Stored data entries

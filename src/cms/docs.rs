//! Client for the Kantan CMS documentation endpoints.
//!
//! Documentation is plain text. Every fetch is preceded by an attempt to
//! load a version-tagged notification banner; that attempt is allowed to
//! fail and simply yields no banner.

use crate::cms::error::{CmsError, CmsResult};
use crate::config::{CmsConfig, Credentials};

/// Header carrying the project identifier on documentation requests.
pub const DOCS_PROJECT_ID_HEADER: &str = "X-Project-ID";

/// Header carrying the API key on documentation requests.
pub const DOCS_API_KEY_HEADER: &str = "X-API-Key";

/// Documentation path of the API table of contents.
pub const TOC_PATH: &str = "api/";

/// Documentation path of the build instructions.
pub const BUILD_INSTRUCTIONS_PATH: &str = "instruction/build";

/// Documentation path of the form integration instructions.
pub const FORM_INSTRUCTIONS_PATH: &str = "instruction/form";

/// Documentation path of the notification banner.
pub const NOTIFICATION_PATH: &str = "updates";

/// Client for `{base_url}/v1/docs`.
#[derive(Debug, Clone)]
pub struct DocsClient {
    http: reqwest::Client,
    docs_root: String,
    credentials: Credentials,
}

impl DocsClient {
    /// Creates a client from the runtime configuration.
    ///
    /// # Errors
    ///
    /// Returns [`CmsError::Client`] if the HTTP client cannot be built.
    pub fn new(config: &CmsConfig) -> CmsResult<Self> {
        Ok(Self::with_http_client(crate::cms::http_client()?, config))
    }

    /// Creates a client around an existing HTTP client.
    #[must_use]
    pub fn with_http_client(http: reqwest::Client, config: &CmsConfig) -> Self {
        Self {
            http,
            docs_root: format!("{}/v1/docs", config.base_url),
            credentials: config.credentials.clone(),
        }
    }

    /// Fetches one documentation page as text.
    ///
    /// # Errors
    ///
    /// Returns [`CmsError::Transport`] or [`CmsError::Http`] on failure.
    pub async fn fetch(&self, path: &str) -> CmsResult<String> {
        self.get(path, &[]).await
    }

    /// Fetches the notification banner for this server version.
    ///
    /// Returns the banner prefixed with `Note: `.
    ///
    /// # Errors
    ///
    /// Returns [`CmsError::Transport`] or [`CmsError::Http`] on failure.
    pub async fn notification(&self) -> CmsResult<String> {
        let text = self
            .get(NOTIFICATION_PATH, &[("version", env!("CARGO_PKG_VERSION"))])
            .await?;
        Ok(format!("Note: {text}"))
    }

    /// Fetches a documentation page with the notification banner prepended.
    ///
    /// A failed notification fetch degrades to no banner; only a failure of
    /// the page itself is an error.
    ///
    /// # Errors
    ///
    /// Returns [`CmsError::Transport`] or [`CmsError::Http`] if the page
    /// cannot be fetched.
    pub async fn fetch_text(&self, path: &str) -> CmsResult<String> {
        let notification = match self.notification().await {
            Ok(note) => Some(note),
            Err(e) => {
                tracing::warn!(error = %e.to_chain_string(), "Skipping documentation notification");
                None
            }
        };

        let body = self.fetch(path).await?;

        Ok(notification
            .into_iter()
            .chain(std::iter::once(body))
            .filter(|part| !part.is_empty())
            .collect::<Vec<_>>()
            .join("\n"))
    }

    /// The API table of contents.
    ///
    /// # Errors
    ///
    /// See [`DocsClient::fetch_text`].
    pub async fn table_of_contents(&self) -> CmsResult<String> {
        self.fetch_text(TOC_PATH).await
    }

    /// Documentation for one API category.
    ///
    /// # Errors
    ///
    /// See [`DocsClient::fetch_text`].
    pub async fn category(&self, category_name: &str) -> CmsResult<String> {
        self.fetch_text(&format!("api/{category_name}")).await
    }

    /// Instructions for writing a build script.
    ///
    /// # Errors
    ///
    /// See [`DocsClient::fetch_text`].
    pub async fn build_instructions(&self) -> CmsResult<String> {
        self.fetch_text(BUILD_INSTRUCTIONS_PATH).await
    }

    /// Instructions for sending form submissions to the CMS.
    ///
    /// # Errors
    ///
    /// See [`DocsClient::fetch_text`].
    pub async fn form_instructions(&self) -> CmsResult<String> {
        self.fetch_text(FORM_INSTRUCTIONS_PATH).await
    }

    async fn get(&self, path: &str, query: &[(&str, &str)]) -> CmsResult<String> {
        let url = format!("{}/{path}", self.docs_root);
        tracing::debug!(url = %url, "Fetching documentation");

        let mut builder = self
            .http
            .get(&url)
            .header(DOCS_PROJECT_ID_HEADER, self.credentials.project_id())
            .header(DOCS_API_KEY_HEADER, self.credentials.api_key());
        if !query.is_empty() {
            builder = builder.query(query);
        }

        let response = builder
            .send()
            .await
            .map_err(|e| CmsError::transport(url.as_str(), e))?;
        crate::cms::read_checked(response, &url).await
    }
}
//! Client for the Kantan CMS content API.
//!
//! Every operation builds an [`ApiRequest`] and hands it to
//! [`CmsClient::send`], which authenticates, dispatches and decodes it.
//! Payloads are returned verbatim as [`serde_json::Value`].

use std::fmt::Display;

use reqwest::Method;
use serde_json::Value;

use crate::cms::error::{CmsError, CmsResult};
use crate::config::{CmsConfig, Credentials};

/// Header carrying the project identifier.
pub const PROJECT_ID_HEADER: &str = "X-Project-Id";

/// Header carrying the API key.
pub const API_KEY_HEADER: &str = "X-API-Key";

/// Default page size for list operations.
pub const DEFAULT_PAGE_SIZE: u32 = 10;

/// Default page number for list operations (1-based).
pub const DEFAULT_PAGE_NUM: u32 = 1;

/// A single API call: method, path below the API root, query and body.
#[derive(Debug, Clone, PartialEq)]
pub struct ApiRequest {
    method: Method,
    path: String,
    query: Vec<(String, String)>,
    body: Option<Value>,
}

impl ApiRequest {
    /// Creates a request with no query and no body.
    pub fn new(method: Method, path: impl Into<String>) -> Self {
        Self {
            method,
            path: path.into(),
            query: Vec::new(),
            body: None,
        }
    }

    /// Creates a `GET` request.
    pub fn get(path: impl Into<String>) -> Self {
        Self::new(Method::GET, path)
    }

    /// Appends a query parameter.
    #[must_use]
    pub fn query(mut self, key: &str, value: impl Display) -> Self {
        self.query.push((key.to_string(), value.to_string()));
        self
    }

    /// Appends a query parameter only when a value is present.
    ///
    /// `None` leaves the key out of the query string entirely.
    #[must_use]
    pub fn query_opt(self, key: &str, value: Option<impl Display>) -> Self {
        match value {
            Some(value) => self.query(key, value),
            None => self,
        }
    }

    /// Attaches a JSON body.
    #[must_use]
    pub fn json(mut self, body: Value) -> Self {
        self.body = Some(body);
        self
    }

    /// The HTTP method.
    #[must_use]
    pub const fn method(&self) -> &Method {
        &self.method
    }

    /// The path below the API root.
    #[must_use]
    pub fn path(&self) -> &str {
        &self.path
    }

    /// Query parameters in insertion order.
    #[must_use]
    pub fn query_pairs(&self) -> &[(String, String)] {
        &self.query
    }

    /// The JSON body, if any.
    #[must_use]
    pub fn body(&self) -> Option<&Value> {
        self.body.as_ref()
    }
}

/// Authenticated client for `{base_url}/v1/api`.
#[derive(Debug, Clone)]
pub struct CmsClient {
    http: reqwest::Client,
    api_root: String,
    credentials: Credentials,
}

impl CmsClient {
    /// Creates a client from the runtime configuration.
    ///
    /// Credentials are already validated by [`CmsConfig`], so a client can
    /// never exist without them.
    ///
    /// # Errors
    ///
    /// Returns [`CmsError::Client`] if the HTTP client cannot be built.
    pub fn new(config: &CmsConfig) -> CmsResult<Self> {
        Ok(Self::with_http_client(crate::cms::http_client()?, config))
    }

    /// Creates a client around an existing HTTP client.
    #[must_use]
    pub fn with_http_client(http: reqwest::Client, config: &CmsConfig) -> Self {
        Self {
            http,
            api_root: format!("{}/v1/api", config.base_url),
            credentials: config.credentials.clone(),
        }
    }

    /// The API root all request paths are appended to.
    #[must_use]
    pub fn api_root(&self) -> &str {
        &self.api_root
    }

    /// Sends a request and decodes the JSON response.
    ///
    /// # Errors
    ///
    /// - [`CmsError::Transport`] if the request cannot be completed
    /// - [`CmsError::Http`] if the status is 400 or above
    /// - [`CmsError::Decode`] if the body is not JSON
    pub async fn send(&self, request: ApiRequest) -> CmsResult<Value> {
        let url = format!("{}{}", self.api_root, request.path);
        tracing::debug!(method = %request.method, url = %url, "Sending CMS request");

        let mut builder = self
            .http
            .request(request.method, &url)
            .header(PROJECT_ID_HEADER, self.credentials.project_id())
            .header(API_KEY_HEADER, self.credentials.api_key());

        if !request.query.is_empty() {
            builder = builder.query(&request.query);
        }
        if let Some(body) = &request.body {
            builder = builder.json(body);
        }

        let response = builder
            .send()
            .await
            .map_err(|e| CmsError::transport(url.as_str(), e))?;
        let text = crate::cms::read_checked(response, &url).await?;

        serde_json::from_str(&text).map_err(|source| CmsError::Decode { url, source })
    }

    // Collections

    /// Lists collections in the project.
    ///
    /// `page_size` and `page_num` are always sent; `resp` only when given.
    ///
    /// # Errors
    ///
    /// See [`CmsClient::send`].
    pub async fn list_collections(
        &self,
        page_size: u32,
        page_num: u32,
        resp: Option<&str>,
    ) -> CmsResult<Value> {
        let request = ApiRequest::get("/collections/")
            .query("page_size", page_size)
            .query("page_num", page_num)
            .query_opt("resp", resp);
        self.send(request).await
    }

    /// Counts collections in the project.
    ///
    /// # Errors
    ///
    /// See [`CmsClient::send`].
    pub async fn count_collections(&self) -> CmsResult<Value> {
        self.send(ApiRequest::get("/collections_count/")).await
    }

    /// Fetches one collection.
    ///
    /// # Errors
    ///
    /// See [`CmsClient::send`].
    pub async fn get_collection(&self, collection_id: &str) -> CmsResult<Value> {
        self.send(ApiRequest::get(format!("/collections/{collection_id}")))
            .await
    }

    // Records

    /// Lists records in a collection.
    ///
    /// # Errors
    ///
    /// See [`CmsClient::send`].
    pub async fn list_records(
        &self,
        collection_id: &str,
        page_size: u32,
        page_num: u32,
    ) -> CmsResult<Value> {
        let request = ApiRequest::get(format!("/collections/{collection_id}/records/"))
            .query("page_size", page_size)
            .query("page_num", page_num);
        self.send(request).await
    }

    /// Fetches one record.
    ///
    /// # Errors
    ///
    /// See [`CmsClient::send`].
    pub async fn get_record(&self, collection_id: &str, record_id: &str) -> CmsResult<Value> {
        self.send(ApiRequest::get(format!(
            "/collections/{collection_id}/records/{record_id}"
        )))
        .await
    }

    /// Counts records in a collection.
    ///
    /// # Errors
    ///
    /// See [`CmsClient::send`].
    pub async fn count_records(&self, collection_id: &str) -> CmsResult<Value> {
        self.send(ApiRequest::get(format!(
            "/collections/{collection_id}/records_count/"
        )))
        .await
    }

    // API keys

    /// Checks the configured API key against the CMS.
    ///
    /// # Errors
    ///
    /// See [`CmsClient::send`].
    pub async fn validate_api_key(&self) -> CmsResult<Value> {
        self.send(ApiRequest::get("/api_key/validate")).await
    }

    // Schemas

    /// Fetches the field-key to field-type mapping of a collection.
    ///
    /// # Errors
    ///
    /// See [`CmsClient::send`].
    pub async fn get_schema_type(&self, collection_id: &str) -> CmsResult<Value> {
        self.send(ApiRequest::get(format!(
            "/collections/{collection_id}/schema_type"
        )))
        .await
    }
}

#[cfg(test)]
mod tests {
    use super::*;

    #[test]
    fn query_opt_omits_absent_values() {
        let request = ApiRequest::get("/collections/")
            .query("page_size", 10)
            .query("page_num", 1)
            .query_opt("resp", None::<&str>);

        let keys: Vec<_> = request.query_pairs().iter().map(|(k, _)| k.as_str()).collect();
        assert_eq!(keys, ["page_size", "page_num"]);
    }

    #[test]
    fn query_opt_keeps_present_values() {
        let request = ApiRequest::get("/collections/").query_opt("resp", Some("simple"));
        assert_eq!(
            request.query_pairs(),
            [("resp".to_string(), "simple".to_string())]
        );
    }

    #[test]
    fn json_body_is_attached() {
        let request = ApiRequest::new(Method::POST, "/x").json(serde_json::json!({"a": 1}));
        assert_eq!(request.method(), &Method::POST);
        assert_eq!(request.path(), "/x");
        assert_eq!(request.body(), Some(&serde_json::json!({"a": 1})));
    }

    #[test]
    fn api_root_appends_version_prefix() {
        let creds = Credentials::new("p", "k").unwrap();
        let config = CmsConfig::new(creds, "https://api.kantan-cms.com/");
        let client = CmsClient::with_http_client(reqwest::Client::new(), &config);
        assert_eq!(client.api_root(), "https://api.kantan-cms.com/v1/api");
    }
}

*Assigned task*:
The answer must hold only the lines from the first line of the data through the line bearing "pub const DOCS_PROJECT_ID_HEADER: &str", returned exactly.

*Answer space*:
filename src/cms/docs.rs
//! Client for the Kantan CMS documentation endpoints.
//!
//! Documentation is plain text. Every fetch is preceded by an attempt to
//! load a version-tagged notification banner; that attempt is allowed to
//! fail and simply yields no banner.

use crate::cms::error::{CmsError, CmsResult};
use crate::config::{CmsConfig, Credentials};

/// Header carrying the project identifier on documentation requests.
pub const DOCS_PROJECT_ID_HEADER: &str = "X-Project-ID";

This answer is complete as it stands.